Attitudes towards Rape

More than half of Britons believe some rape victims should take responsibility for being attacked, research has suggested . In a new poll, 56 per cent of those questioned felt that there were certain circumstances where the victim should be held partly accountable. Of those, 28 per cent thought people who wore revealing clothes should take some of the blame if they were sexually assaulted. Among women, 23 per cent said if someone danced provocatively at a nightclub they should be held partly responsible, and 15 per cent said the same if they had accepted a drink from their attacker. The research, called Wake Up To Rape, was carried out to mark the 10th anniversary of the Havens, which runs sexual assault referral centres in London. Dr Jan Welch, clinical director at the Haven in Camberwell, south-east London, said: “Unfortunately, women have bought into the idea that sometimes the rape victim is to blame. Under no circumstances is a woman at fault for being raped. “Coping with the emotional trauma of rape or sexual assault is made even harder when the victim is made to feel responsible for what’s happened.” Of course, these attitudes are extremely played out in cultures and countries where women’s basic rights compared to men are not respected. A large portion of the male population of certain cultures have a medieval view of women and their role in society. This is a different issue on a much larger scale.

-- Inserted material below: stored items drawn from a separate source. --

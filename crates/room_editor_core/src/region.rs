//! Selections lifted out of a layer
//!
//! A [`RawRegion`] is the composed footprint of a set of placed tiles plus
//! enough bookkeeping to move or copy them as one unit. It is plain data: it
//! holds no reference to the layer it came from.

use uuid::Uuid;

use crate::grid::CellPos;
use crate::instance::TileInstance;
use crate::stamp::Stamp;
use crate::tile::TileId;

/// Result of the last move attempt on a region
#[derive(Debug, Clone, Copy, PartialEq, Eq, Default)]
pub enum MoveOutcome {
    #[default]
    NotMoved,
    Moved,
    Rejected,
}

/// A tile inside a region, relative to the region anchor
#[derive(Debug, Clone, PartialEq, Eq)]
pub struct RegionTile {
    pub instance: Uuid,
    pub offset: (u32, u32),
    pub tile_id: TileId,
    pub footprint: (u32, u32),
}

#[derive(Debug, Clone)]
pub struct RawRegion {
    anchor: CellPos,
    stamp: Stamp,
    tiles: Vec<RegionTile>,
    last_move: MoveOutcome,
}

impl RawRegion {
    /// Compose the bounding footprint of `instances`; `None` when there are none
    pub fn from_instances<'a>(instances: impl IntoIterator<Item = &'a TileInstance>) -> Option<Self> {
        let instances: Vec<&TileInstance> = instances.into_iter().collect();
        let lb = (
            instances.iter().map(|i| i.pos.0).min()?,
            instances.iter().map(|i| i.pos.1).min()?,
        );
        let rt = (
            instances.iter().map(|i| i.upper_bound().0).max()?,
            instances.iter().map(|i| i.upper_bound().1).max()?,
        );

        let mut stamp = Stamp::new((rt.0 - lb.0) as u32, (rt.1 - lb.1) as u32);
        let tiles = instances
            .iter()
            .map(|instance| {
                let offset = (
                    (instance.pos.0 - lb.0) as u32,
                    (instance.pos.1 - lb.1) as u32,
                );
                stamp.place_tile(offset, instance.tile_id, instance.footprint);
                RegionTile {
                    instance: instance.id,
                    offset,
                    tile_id: instance.tile_id,
                    footprint: instance.footprint,
                }
            })
            .collect();

        Some(Self {
            anchor: lb,
            stamp,
            tiles,
            last_move: MoveOutcome::NotMoved,
        })
    }

    /// Lower-left cell of the bounding box
    pub fn anchor(&self) -> CellPos {
        self.anchor
    }

    /// One past the top-right cell of the bounding box
    pub fn upper_bound(&self) -> CellPos {
        (
            self.anchor.0 + self.stamp.width() as i32,
            self.anchor.1 + self.stamp.height() as i32,
        )
    }

    pub fn size(&self) -> (u32, u32) {
        self.stamp.size()
    }

    pub fn stamp(&self) -> &Stamp {
        &self.stamp
    }

    pub fn tiles(&self) -> &[RegionTile] {
        &self.tiles
    }

    pub fn instance_ids(&self) -> impl Iterator<Item = Uuid> + '_ {
        self.tiles.iter().map(|t| t.instance)
    }

    pub fn contains_instance(&self, id: Uuid) -> bool {
        self.tiles.iter().any(|t| t.instance == id)
    }

    pub fn len(&self) -> usize {
        self.tiles.len()
    }

    pub fn is_empty(&self) -> bool {
        self.tiles.is_empty()
    }

    pub fn last_move(&self) -> MoveOutcome {
        self.last_move
    }

    /// Absolute anchor of a contained tile
    pub fn tile_position(&self, tile: &RegionTile) -> CellPos {
        (
            self.anchor.0 + tile.offset.0 as i32,
            self.anchor.1 + tile.offset.1 as i32,
        )
    }

    pub(crate) fn commit_move(&mut self, anchor: CellPos) {
        self.anchor = anchor;
        self.last_move = MoveOutcome::Moved;
    }

    pub(crate) fn reject_move(&mut self) {
        self.last_move = MoveOutcome::Rejected;
    }
}
//! JSON shapes for layers, rooms, templates and exported map data

use serde::{Deserialize, Serialize};
use std::collections::BTreeMap;

use crate::grid::CellPos;
use crate::tile::TileId;

/// A placed tile: anchor cell and tile id
#[derive(Debug, Clone, Copy, PartialEq, Eq, Serialize, Deserialize)]
pub struct TileRecord {
    pub pos: CellPos,
    #[serde(rename = "tileId")]
    pub tile_id: TileId,
}

#[derive(Debug, Clone, PartialEq, Eq, Serialize, Deserialize)]
pub struct LayerJson {
    pub name: String,
    /// World position of the owning room
    pub pos: CellPos,
    pub size: (u32, u32),
    pub index: i32,
    #[serde(default)]
    pub tiles: Vec<TileRecord>,
}

#[derive(Debug, Clone, PartialEq, Eq, Serialize, Deserialize)]
pub struct LayerEntry {
    pub name: String,
    pub data: LayerJson,
}

#[derive(Debug, Clone, PartialEq, Eq, Serialize, Deserialize)]
pub struct RoomJson {
    pub name: String,
    pub pos: CellPos,
    pub size: (u32, u32),
    #[serde(default)]
    pub layers: Vec<LayerEntry>,
}

#[derive(Debug, Clone, PartialEq, Eq, Serialize, Deserialize)]
pub struct TemplateGroupJson {
    pub name: String,
    #[serde(rename = "roomList", default)]
    pub rooms: Vec<RoomJson>,
}

/// Map data handed to the game: tile name table plus every room
#[derive(Debug, Clone, PartialEq, Eq, Serialize, Deserialize)]
pub struct MapExport {
    pub lut: BTreeMap<String, TileId>,
    pub rooms: Vec<RoomJson>,
}
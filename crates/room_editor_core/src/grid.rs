//! Per-layer occupancy grid
//!
//! A [`GridMap`] stores one `u32` per cell in row-major order
//! (`index = y * width + x`, origin at the lower-left). Cells hold
//! [`EMPTY_CELL`], a tile id on the anchor cell of a placed tile, or
//! [`OCCUPIED_CELL`] on the rest of its footprint.
//!
//! Placement goes through [`GridMap::draw`], which checks the whole target
//! footprint before writing anything, so a rejected draw never leaves a
//! partial stamp behind.

use crate::region::RawRegion;
use crate::stamp::Stamp;
use crate::tile::{TileId, EMPTY_CELL};

/// Cell coordinate, may be negative while probing
pub type CellPos = (i32, i32);

/// Most cells a single grid may hold
pub const MAX_GRID_CELLS: usize = 1 << 24;

/// Number of cells in a `size` area, `None` above [`MAX_GRID_CELLS`]
pub fn cell_count(size: (u32, u32)) -> Option<usize> {
    (size.0 as usize)
        .checked_mul(size.1 as usize)
        .filter(|&n| n <= MAX_GRID_CELLS)
}

#[derive(Debug, Clone, PartialEq, Eq)]
pub struct GridMap {
    width: u32,
    height: u32,
    cells: Vec<u32>,
    /// Modified since the last save
    dirty: bool,
}

impl GridMap {
    pub fn new(size: (u32, u32)) -> Self {
        Self {
            width: size.0,
            height: size.1,
            cells: vec![EMPTY_CELL; size.0 as usize * size.1 as usize],
            dirty: false,
        }
    }

    /// Rebuild a grid from raw cells; `None` if the length does not match
    pub fn from_cells(size: (u32, u32), cells: Vec<u32>) -> Option<Self> {
        if (size.0 as usize).checked_mul(size.1 as usize) != Some(cells.len()) {
            return None;
        }
        Some(Self {
            width: size.0,
            height: size.1,
            cells,
            dirty: false,
        })
    }

    pub fn width(&self) -> u32 {
        self.width
    }

    pub fn height(&self) -> u32 {
        self.height
    }

    pub fn size(&self) -> (u32, u32) {
        (self.width, self.height)
    }

    pub fn cells(&self) -> &[u32] {
        &self.cells
    }

    pub fn is_dirty(&self) -> bool {
        self.dirty
    }

    pub fn mark_saved(&mut self) {
        self.dirty = false;
    }

    pub(crate) fn mark_dirty(&mut self) {
        self.dirty = true;
    }

    fn index(&self, pos: CellPos) -> Option<usize> {
        if pos.0 < 0 || pos.1 < 0 {
            return None;
        }
        let (x, y) = (pos.0 as u32, pos.1 as u32);
        if x >= self.width || y >= self.height {
            return None;
        }
        Some(y as usize * self.width as usize + x as usize)
    }

    pub fn in_bounds(&self, pos: CellPos) -> bool {
        self.index(pos).is_some()
    }

    /// Cell value, `None` outside the grid
    pub fn get(&self, pos: CellPos) -> Option<u32> {
        self.index(pos).map(|i| self.cells[i])
    }

    fn set(&mut self, pos: CellPos, value: u32) {
        if let Some(i) = self.index(pos) {
            self.cells[i] = value;
        }
    }

    /// Whether a single cell is inside the grid and free
    pub fn check_free(&self, pos: CellPos) -> bool {
        self.get(pos) == Some(EMPTY_CELL)
    }

    /// Whether a `size` rectangle anchored at `pos` lies fully inside the grid
    pub fn fits(&self, pos: CellPos, size: (u32, u32)) -> bool {
        pos.0 >= 0
            && pos.1 >= 0
            && pos.0 as i64 + size.0 as i64 <= self.width as i64
            && pos.1 as i64 + size.1 as i64 <= self.height as i64
    }

    /// Whether `stamp` anchored at `pos` is in bounds and touches no occupied cell
    pub fn check_region(&self, pos: CellPos, stamp: &Stamp) -> bool {
        if !self.fits(pos, stamp.size()) {
            return false;
        }
        stamp
            .occupied()
            .all(|((dx, dy), _)| self.check_free((pos.0 + dx as i32, pos.1 + dy as i32)))
    }

    /// Overwrite the sub-array at `pos` with `stamp`, free cells included.
    /// Cells outside the grid are skipped.
    pub fn force_draw(&mut self, pos: CellPos, stamp: &Stamp) {
        for y in 0..stamp.height() {
            for x in 0..stamp.width() {
                self.set((pos.0 + x as i32, pos.1 + y as i32), stamp.get(x, y));
            }
        }
        self.dirty = true;
    }

    /// Write only the non-free cells of `stamp`
    fn overlay(&mut self, pos: CellPos, stamp: &Stamp) {
        for ((x, y), value) in stamp.occupied() {
            self.set((pos.0 + x as i32, pos.1 + y as i32), value);
        }
        self.dirty = true;
    }

    /// Place `stamp` at `pos` if the whole footprint is in bounds and free.
    ///
    /// Free cells of the stamp leave the grid untouched, so a composite stamp
    /// with gaps never erases what sits in those gaps.
    pub fn draw(&mut self, pos: CellPos, stamp: &Stamp) -> bool {
        if !self.check_region(pos, stamp) {
            return false;
        }
        self.overlay(pos, stamp);
        true
    }

    /// Clear a `size` rectangle anchored at `pos`, clipped to the grid
    pub fn erase(&mut self, pos: CellPos, size: (u32, u32)) {
        for y in 0..size.1 as i32 {
            for x in 0..size.0 as i32 {
                self.set((pos.0 + x, pos.1 + y), EMPTY_CELL);
            }
        }
        self.dirty = true;
    }

    /// Copy out a `size` sub-array anchored at `pos`; cells outside the grid read as free
    pub fn extract(&self, pos: CellPos, size: (u32, u32)) -> Stamp {
        let mut stamp = Stamp::new(size.0, size.1);
        for y in 0..size.1 {
            for x in 0..size.0 {
                if let Some(value) = self.get((pos.0 + x as i32, pos.1 + y as i32)) {
                    stamp.set(x, y, value);
                }
            }
        }
        stamp
    }

    pub fn contains_tile(&self, tile: TileId) -> bool {
        self.cells.contains(&tile)
    }

    pub fn is_empty(&self) -> bool {
        self.cells.iter().all(|&c| c == EMPTY_CELL)
    }

    /// A new `new_size` grid holding the `lb..rt` sub-array of this one at its origin
    pub fn resized(&self, new_size: (u32, u32), lb: CellPos, rt: CellPos) -> GridMap {
        let mut grid = GridMap::new(new_size);
        for y in lb.1..rt.1 {
            for x in lb.0..rt.0 {
                if let Some(value) = self.get((x, y)) {
                    grid.set((x - lb.0, y - lb.1), value);
                }
            }
        }
        grid.dirty = true;
        grid
    }

    /// Try to shift a selected region by `offset`.
    ///
    /// Targets outside the grid are rejected before anything is touched.
    /// Otherwise the region's cells are lifted inside a [`GridTransaction`]
    /// and either committed at the target or restored bit-for-bit.
    pub fn can_move(&mut self, region: &mut RawRegion, offset: CellPos) -> bool {
        let origin = region.anchor();
        let target = (origin.0 + offset.0, origin.1 + offset.1);
        if !self.fits(target, region.size()) {
            region.reject_move();
            return false;
        }

        let transaction = GridTransaction::begin(self, origin, region.stamp());
        if transaction.try_commit(target) {
            region.commit_move(target);
            true
        } else {
            region.reject_move();
            false
        }
    }
}

/// Lifts a stamp's cells out of a grid so the grid can be probed without them.
///
/// Dropping an unfinished transaction restores the grid exactly as it was,
/// dirty flag included.
pub struct GridTransaction<'g> {
    grid: &'g mut GridMap,
    origin: CellPos,
    saved: Stamp,
    stamp: Stamp,
    was_dirty: bool,
    finished: bool,
}

impl<'g> GridTransaction<'g> {
    /// Clear the occupied cells of `stamp` anchored at `origin`
    pub fn begin(grid: &'g mut GridMap, origin: CellPos, stamp: &Stamp) -> Self {
        let saved = grid.extract(origin, stamp.size());
        let was_dirty = grid.dirty;
        for ((x, y), _) in stamp.occupied() {
            grid.set((origin.0 + x as i32, origin.1 + y as i32), EMPTY_CELL);
        }
        Self {
            grid,
            origin,
            saved,
            stamp: stamp.clone(),
            was_dirty,
            finished: false,
        }
    }

    /// Whether the lifted stamp would fit at `target`
    pub fn check(&self, target: CellPos) -> bool {
        self.grid.check_region(target, &self.stamp)
    }

    /// Draw the lifted stamp at `target`, or roll back if it does not fit
    pub fn try_commit(mut self, target: CellPos) -> bool {
        if self.grid.draw(target, &self.stamp) {
            self.finished = true;
            true
        } else {
            self.restore();
            false
        }
    }

    pub fn rollback(mut self) {
        self.restore();
    }

    fn restore(&mut self) {
        if self.finished {
            return;
        }
        self.grid.force_draw(self.origin, &self.saved);
        self.grid.dirty = self.was_dirty;
        self.finished = true;
    }
}

impl Drop for GridTransaction<'_> {
    fn drop(&mut self) {
        self.restore();
    }
}
//! Placed tiles

use uuid::Uuid;

use crate::grid::CellPos;
use crate::tile::TileId;

/// One tile placed on a layer. `pos` is the anchor (lower-left) cell.
#[derive(Debug, Clone, PartialEq, Eq)]
pub struct TileInstance {
    pub id: Uuid,
    pub tile_id: TileId,
    pub pos: CellPos,
    pub footprint: (u32, u32),
    /// Draw order, copied from the owning layer
    pub z_index: i32,
}

impl TileInstance {
    pub fn new(tile_id: TileId, pos: CellPos, footprint: (u32, u32), z_index: i32) -> Self {
        Self {
            id: Uuid::new_v4(),
            tile_id,
            pos,
            footprint,
            z_index,
        }
    }

    /// One past the top-right covered cell
    pub fn upper_bound(&self) -> CellPos {
        (
            self.pos.0 + self.footprint.0 as i32,
            self.pos.1 + self.footprint.1 as i32,
        )
    }

    pub fn covers(&self, cell: CellPos) -> bool {
        let rt = self.upper_bound();
        cell.0 >= self.pos.0 && cell.1 >= self.pos.1 && cell.0 < rt.0 && cell.1 < rt.1
    }

    /// Whether the footprint overlaps the half-open rectangle `lb..rt`
    pub fn intersects(&self, lb: CellPos, rt: CellPos) -> bool {
        let own_rt = self.upper_bound();
        self.pos.0 < rt.0 && own_rt.0 > lb.0 && self.pos.1 < rt.1 && own_rt.1 > lb.1
    }
}

#[cfg(test)]
mod tests {
    use super::*;

    #[test]
    fn test_covers_whole_footprint() {
        let instance = TileInstance::new(3, (2, 1), (2, 3), 0);
        assert!(instance.covers((2, 1)));
        assert!(instance.covers((3, 3)));
        assert!(!instance.covers((4, 1)));
        assert!(!instance.covers((2, 4)));
        assert_eq!(instance.upper_bound(), (4, 4));
    }

    #[test]
    fn test_intersects_rectangle() {
        let instance = TileInstance::new(3, (2, 2), (2, 2), 0);
        assert!(instance.intersects((0, 0), (3, 3)));
        assert!(!instance.intersects((0, 0), (2, 2)));
        assert!(instance.intersects((3, 3), (10, 10)));
    }

    #[test]
    fn test_ids_are_unique() {
        let a = TileInstance::new(1, (0, 0), (1, 1), 0);
        let b = TileInstance::new(1, (0, 0), (1, 1), 0);
        assert_ne!(a.id, b.id);
    }
}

  3 comments for “A Sensitive Post Revisted

  1. December 18, 2017 at 10:58 am

    Thanks for this informative and straight-forward talk about rape. I would just like to add that rape for many women occurs before they are old enough to be considered women which further deepens the trauma. I also wonder about the culture we live in that uses abuse of women as entertainment.

    Like

  2. December 19, 2017 at 1:46 pm

    Dr I was aggressively treated in my life and I found out that the person or persons had different problems. I sensed this at the time.We worked things out without court. The reasons you mentioned in the above article are all plausible
    .We all today are are working tword quality of life.Sir I mean to tell you now that no one has reapeted the behavior.Some have come to be my best friends in life.